I'm about to invest in some new pots and pans as my kitchen is being renovated and for years I've wanted to buy

semi-professional cookware but had to save up. Whenever I watch cooking shows I always wonder what kinds

of brands those chefs use. Both my husband and I are passionate home cooks and would like to add some

real quality, durable cookware and with a long shelf life. I would like the ones that industrial kitchens use but I am

not familiar with any of those. I have a couple of scanpan stainless steel and titanium ceramic pans and pots and the

rest is real rubbish that I received from well-meaning relatives.

The real annoying thing I find with most of the mass produced cookware aimed at your regular home chef is that they make them 'energy efficient'....'only needs low to medium heat'. I don't want that. I use gas in my kitchen and I want something that will handle the highest flame and heat up quickly without chipping, rusting or generally falling apart. Even Scanpan has that warning on its label...low to medium heat only. I think I may have slightly ruined the titanium/ceramic surface by putting the gas up too much. I would also like an industrial strength pan/pot that is black both inside and outside but which isn't teflon-coated or 'non-stick'. All these shiny stainless steel looking things look great but are quick to get burnt marks on them and if you don't clean it straight away it's very hard to do later on.

I've heard of a French brand - de Buyer. Does anyone have any reviews or has had experience with these black steel pans?

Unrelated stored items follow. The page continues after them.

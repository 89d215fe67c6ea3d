//! remote::github
//!
//! GitHub implementation of [`RepositoryHost`] over the REST API.
//!
//! # Endpoints
//!
//! - `GET /repos/{owner}/{repo}/commits/{ref}` for revision markers
//! - `GET /repos/{owner}/{repo}/tarball/{ref}` for source archives (the
//!   redirect to the download host is followed by the client)
//!
//! Requests are anonymous. The API base is configurable for GitHub
//! Enterprise installations and for tests.

use std::time::Duration;

use async_trait::async_trait;
use chrono::{DateTime, Utc};
use reqwest::header::{HeaderMap, HeaderValue, ACCEPT, USER_AGENT};
use reqwest::{Client, Response, StatusCode};
use serde::Deserialize;
use tracing::debug;

use super::traits::{ArchiveBody, ArchiveStream, RemoteError, RepositoryHost};
use crate::core::types::RevisionMarker;

/// Default GitHub API base URL.
pub const DEFAULT_API_BASE: &str = "https://api.github.com";

/// Default User-Agent header value (GitHub rejects requests without one).
pub const DEFAULT_USER_AGENT: &str = concat!("modsync/", env!("CARGO_PKG_VERSION"));

/// Default request timeout.
pub const DEFAULT_TIMEOUT: Duration = Duration::from_secs(60);

/// GitHub repository host.
#[derive(Debug, Clone)]
pub struct GitHubHost {
    client: Client,
    api_base: String,
    user_agent: String,
}

impl GitHubHost {
    /// Host against api.github.com with default settings.
    pub fn new() -> Result<Self, RemoteError> {
        Self::with_options(DEFAULT_API_BASE, DEFAULT_USER_AGENT, DEFAULT_TIMEOUT)
    }

    /// Host with a custom API base, user agent and request timeout.
    pub fn with_options(
        api_base: impl Into<String>,
        user_agent: impl Into<String>,
        timeout: Duration,
    ) -> Result<Self, RemoteError> {
        let client = Client::builder()
            .timeout(timeout)
            .build()
            .map_err(|e| RemoteError::Transport(e.to_string()))?;
        Ok(Self::with_client(client, api_base, user_agent))
    }

    /// Host over an existing client.
    pub fn with_client(
        client: Client,
        api_base: impl Into<String>,
        user_agent: impl Into<String>,
    ) -> Self {
        Self {
            client,
            api_base: api_base.into().trim_end_matches('/').to_string(),
            user_agent: user_agent.into(),
        }
    }

    pub fn api_base(&self) -> &str {
        &self.api_base
    }

    fn headers(&self, accept: &'static str) -> HeaderMap {
        let mut headers = HeaderMap::new();
        headers.insert(ACCEPT, HeaderValue::from_static(accept));
        if let Ok(value) = HeaderValue::from_str(&self.user_agent) {
            headers.insert(USER_AGENT, value);
        }
        headers.insert(
            "X-GitHub-Api-Version",
            HeaderValue::from_static("2022-11-28"),
        );
        headers
    }

    fn repo_url(&self, owner: &str, repo: &str, path: &str) -> String {
        format!("{}/repos/{}/{}/{}", self.api_base, owner, repo, path)
    }

    async fn get(&self, url: &str, accept: &'static str) -> Result<Response, RemoteError> {
        debug!(url, "GET");
        self.client
            .get(url)
            .headers(self.headers(accept))
            .send()
            .await
            .map_err(transport)
    }
}

fn transport(err: reqwest::Error) -> RemoteError {
    RemoteError::Transport(err.to_string())
}

/// Map a status of 400 or above to `RemoteError::Status`, consuming the body.
async fn check_status(response: Response) -> Result<Response, RemoteError> {
    let status = response.status();
    if !(status.is_client_error() || status.is_server_error()) {
        return Ok(response);
    }
    let body = response.text().await.unwrap_or_default();
    Err(status_error(status, &body))
}

fn status_error(status: StatusCode, body: &str) -> RemoteError {
    let body = body.trim();
    let message = if body.is_empty() {
        status
            .canonical_reason()
            .unwrap_or("unknown status")
            .to_string()
    } else {
        body.to_string()
    };
    RemoteError::Status {
        status: status.as_u16(),
        message,
    }
}

#[derive(Debug, Deserialize)]
struct CommitResponse {
    sha: String,
    commit: CommitDetail,
}

#[derive(Debug, Deserialize)]
struct CommitDetail {
    author: Option<Signature>,
    committer: Option<Signature>,
}

#[derive(Debug, Deserialize)]
struct Signature {
    date: DateTime<Utc>,
}

impl CommitResponse {
    fn into_marker(self) -> Result<RevisionMarker, RemoteError> {
        let author = self.commit.author.map(|s| s.date);
        let committer = self.commit.committer.map(|s| s.date);
        match (author, committer) {
            (Some(a), Some(c)) => Ok(RevisionMarker::resolve(self.sha, a, c)),
            (Some(t), None) | (None, Some(t)) => Ok(RevisionMarker::resolve(self.sha, t, t)),
            (None, None) => Err(RemoteError::Decode(format!(
                "commit {} has no author or committer date",
                self.sha
            ))),
        }
    }
}

/// Archive body backed by a streaming HTTP response.
struct HttpBody {
    response: Response,
}

#[async_trait]
impl ArchiveBody for HttpBody {
    async fn chunk(&mut self) -> Result<Option<Vec<u8>>, RemoteError> {
        let chunk = self.response.chunk().await.map_err(transport)?;
        Ok(chunk.map(|bytes| bytes.to_vec()))
    }
}

#[async_trait]
impl RepositoryHost for GitHubHost {
    fn name(&self) -> &'static str {
        "github"
    }

    async fn get_last_commit(
        &self,
        owner: &str,
        repo: &str,
        reference: &str,
    ) -> Result<RevisionMarker, RemoteError> {
        let url = self.repo_url(owner, repo, &format!("commits/{}", reference));
        let response = self.get(&url, "application/vnd.github+json").await?;

        if response.status() == StatusCode::NOT_FOUND {
            // Drain so the connection can be reused.
            let _ = response.bytes().await;
            return Err(RemoteError::NotFound(format!(
                "{}/{}@{}",
                owner, repo, reference
            )));
        }
        let response = check_status(response).await?;

        let body = response.bytes().await.map_err(transport)?;
        let commit: CommitResponse =
            serde_json::from_slice(&body).map_err(|e| RemoteError::Decode(e.to_string()))?;
        commit.into_marker()
    }

    async fn get_repo_archive(
        &self,
        owner: &str,
        repo: &str,
        reference: &str,
    ) -> Result<ArchiveStream, RemoteError> {
        let url = self.repo_url(owner, repo, &format!("tarball/{}", reference));
        let response = check_status(self.get(&url, "application/vnd.github+json").await?).await?;
        Ok(Box::new(HttpBody { response }))
    }
}

/// Parse a GitHub repository source into `(owner, repo)`.
///
/// Accepted forms:
/// - `https://github.com/owner/repo` (with or without `.git`)
/// - `git@github.com:owner/repo.git`
/// - `github.com/owner/repo`
///
/// # Example
///
/// ```
/// use modsync::remote::parse_source;
///
/// let (owner, repo) = parse_source("git@github.com:acme/sensor.git").unwrap();
/// assert_eq!(owner, "acme");
/// assert_eq!(repo, "sensor");
/// ```
pub fn parse_source(source: &str) -> Option<(String, String)> {
    let source = source.trim();
    let rest = source
        .strip_prefix("git@github.com:")
        .or_else(|| source.strip_prefix("https://github.com/"))
        .or_else(|| source.strip_prefix("http://github.com/"))
        .or_else(|| source.strip_prefix("github.com/"))?;

    let rest = rest.trim_end_matches('/');
    let rest = rest.strip_suffix(".git").unwrap_or(rest);
    let (owner, repo) = rest.split_once('/')?;
    if owner.is_empty() || repo.is_empty() || repo.contains('/') {
        return None;
    }
    Some((owner.to_string(), repo.to_string()))
}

There's so many materials out there...stainless steel, carbon steel, aluminum, copper, cast iron....and some of them react with different types of food in a negative hard to keep track of.

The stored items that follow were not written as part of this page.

//! validation::types
//!
//! Config type definitions.
//!
//! A config option declares a type id (`text`, `number`, `bool`). The type
//! definition says which base data types it accepts, which constraint
//! options (`typeOpt` in a manifest) it understands, and which validators to
//! run. Rules bind validator parameters from the checked value, from a type
//! option, or from a constant. A rule whose type option is not set does not
//! apply.

use std::collections::{BTreeMap, HashMap};
use std::sync::Arc;

use super::params::{ParamValue, Params};
use super::validators::{NUMBER_COMPARE, REGEX, REGEX_SYNTAX, TEXT_LEN_COMPARE};
use crate::core::module::DataType;

/// Built-in text type id.
pub const TEXT: &str = "text";
/// Built-in number type id.
pub const NUMBER: &str = "number";
/// Built-in bool type id.
pub const BOOL: &str = "bool";

/// Where a validator parameter comes from.
#[derive(Debug, Clone, PartialEq)]
pub enum ParamSource {
    /// The value being validated.
    Value,
    /// A constraint option of the config type.
    TypeOption(String),
    /// A fixed value.
    Const(ParamValue),
}

/// A validator invocation with its parameter bindings.
#[derive(Debug, Clone, PartialEq)]
pub struct ValidationRule {
    pub validator: String,
    pub params: Vec<(String, ParamSource)>,
}

impl ValidationRule {
    pub fn new(validator: impl Into<String>) -> Self {
        Self {
            validator: validator.into(),
            params: Vec::new(),
        }
    }

    /// Builder-style parameter binding.
    pub fn bind(mut self, name: impl Into<String>, source: ParamSource) -> Self {
        self.params.push((name.into(), source));
        self
    }

    /// Resolve the bindings into a parameter map.
    ///
    /// Returns `None` when the rule does not apply: a referenced type option
    /// is unset, or the rule needs a value and none is given.
    pub fn resolve(&self, value: Option<&ParamValue>, type_options: &Params) -> Option<Params> {
        let mut params = Params::new();
        for (name, source) in &self.params {
            let resolved = match source {
                ParamSource::Value => value?.clone(),
                ParamSource::TypeOption(key) => type_options.get(key)?.clone(),
                ParamSource::Const(v) => v.clone(),
            };
            params.insert(name.clone(), resolved);
        }
        Some(params)
    }
}

/// Expected kind of a type option.
#[derive(Debug, Clone, Copy, PartialEq, Eq)]
pub enum OptionKind {
    /// A fixed data type.
    Exact(DataType),
    /// Same data type as the config option it constrains.
    SameAsData,
}

impl OptionKind {
    /// The concrete data type for an option declared as `data_type`.
    pub fn resolve(self, data_type: DataType) -> DataType {
        match self {
            OptionKind::Exact(exact) => exact,
            OptionKind::SameAsData => data_type,
        }
    }
}

/// Declaration of one type option.
#[derive(Debug, Clone, PartialEq, Eq)]
pub struct TypeOptionSpec {
    pub kind: OptionKind,
    pub required: bool,
}

impl TypeOptionSpec {
    pub fn optional(kind: OptionKind) -> Self {
        Self {
            kind,
            required: false,
        }
    }
}

/// A config type: accepted data types, known options and rules.
#[derive(Debug, Clone, PartialEq)]
pub struct ConfigTypeDefinition {
    pub id: String,
    pub data_types: Vec<DataType>,
    pub options: BTreeMap<String, TypeOptionSpec>,
    /// Rules over the type options alone, checked when an option is declared.
    pub option_rules: Vec<ValidationRule>,
    /// Rules over an assigned value.
    pub value_rules: Vec<ValidationRule>,
}

impl ConfigTypeDefinition {
    pub fn accepts(&self, data_type: DataType) -> bool {
        self.data_types.contains(&data_type)
    }

    /// Free-form text with optional pattern and length bounds.
    pub fn text() -> Self {
        let mut options = BTreeMap::new();
        options.insert(
            "regex".to_string(),
            TypeOptionSpec::optional(OptionKind::Exact(DataType::String)),
        );
        options.insert(
            "min_len".to_string(),
            TypeOptionSpec::optional(OptionKind::Exact(DataType::Int64)),
        );
        options.insert(
            "max_len".to_string(),
            TypeOptionSpec::optional(OptionKind::Exact(DataType::Int64)),
        );

        let opt = |k: &str| ParamSource::TypeOption(k.to_string());
        let op = |s: &str| ParamSource::Const(ParamValue::String(s.to_string()));

        Self {
            id: TEXT.to_string(),
            data_types: vec![DataType::String],
            options,
            option_rules: vec![
                ValidationRule::new(REGEX_SYNTAX).bind("pattern", opt("regex")),
                ValidationRule::new(NUMBER_COMPARE)
                    .bind("a", opt("min_len"))
                    .bind("b", ParamSource::Const(ParamValue::Int64(0)))
                    .bind("operator", op(">=")),
                ValidationRule::new(NUMBER_COMPARE)
                    .bind("a", opt("min_len"))
                    .bind("b", opt("max_len"))
                    .bind("operator", op("<=")),
            ],
            value_rules: vec![
                ValidationRule::new(REGEX)
                    .bind("string", ParamSource::Value)
                    .bind("pattern", opt("regex")),
                ValidationRule::new(TEXT_LEN_COMPARE)
                    .bind("string", ParamSource::Value)
                    .bind("length", opt("min_len"))
                    .bind("operator", op(">=")),
                ValidationRule::new(TEXT_LEN_COMPARE)
                    .bind("string", ParamSource::Value)
                    .bind("length", opt("max_len"))
                    .bind("operator", op("<=")),
            ],
        }
    }

    /// Integer or float with optional inclusive/exclusive bounds.
    pub fn number() -> Self {
        let bounds = [("min", ">="), ("max", "<="), ("min_excl", ">"), ("max_excl", "<")];

        let options = bounds
            .iter()
            .map(|(k, _)| (k.to_string(), TypeOptionSpec::optional(OptionKind::SameAsData)))
            .collect();

        let value_rules = bounds
            .iter()
            .map(|(k, operator)| {
                ValidationRule::new(NUMBER_COMPARE)
                    .bind("a", ParamSource::Value)
                    .bind("b", ParamSource::TypeOption(k.to_string()))
                    .bind("operator", ParamSource::Const(ParamValue::from(*operator)))
            })
            .collect();

        Self {
            id: NUMBER.to_string(),
            data_types: vec![DataType::Int64, DataType::Float64],
            options,
            option_rules: vec![ValidationRule::new(NUMBER_COMPARE)
                .bind("a", ParamSource::TypeOption("min".into()))
                .bind("b", ParamSource::TypeOption("max".into()))
                .bind("operator", ParamSource::Const("<=".into()))],
            value_rules,
        }
    }

    /// Plain boolean switch.
    pub fn boolean() -> Self {
        Self {
            id: BOOL.to_string(),
            data_types: vec![DataType::Bool],
            options: BTreeMap::new(),
            option_rules: Vec::new(),
            value_rules: Vec::new(),
        }
    }
}

/// Capability-keyed table of config types.
#[derive(Debug, Clone)]
pub struct ConfigTypeRegistry {
    types: HashMap<String, Arc<ConfigTypeDefinition>>,
}

impl Default for ConfigTypeRegistry {
    fn default() -> Self {
        let mut registry = Self::empty();
        registry.register(ConfigTypeDefinition::text());
        registry.register(ConfigTypeDefinition::number());
        registry.register(ConfigTypeDefinition::boolean());
        registry
    }
}

impl ConfigTypeRegistry {
    pub fn empty() -> Self {
        Self {
            types: HashMap::new(),
        }
    }

    pub fn register(&mut self, definition: ConfigTypeDefinition) {
        self.types
            .insert(definition.id.clone(), Arc::new(definition));
    }

    pub fn get(&self, id: &str) -> Option<&ConfigTypeDefinition> {
        self.types.get(id).map(|d| d.as_ref())
    }
}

If anyone has any advice for my question that would be greatly appreciated.

Thanks a lot

Joined Feb 13, 2008
In the US, De Buyer is more of a supplier of carbon steel pans than stainless.

Without question, the very best, truly professional, multi-ply stainless is Vollrath Tribute.  It's actually fairly reasonably priced as those things go -- except for the lids which are pretty pricey.  But they do have some pretty great handles -- worth it?  Can't say.  You can always buy lids made by someone else.

I really like Vollrath Tribute.  I don't own any, but if I were replacing my "core" set of non-reactive pots and pans that what I'd buy.  Highest recommendation.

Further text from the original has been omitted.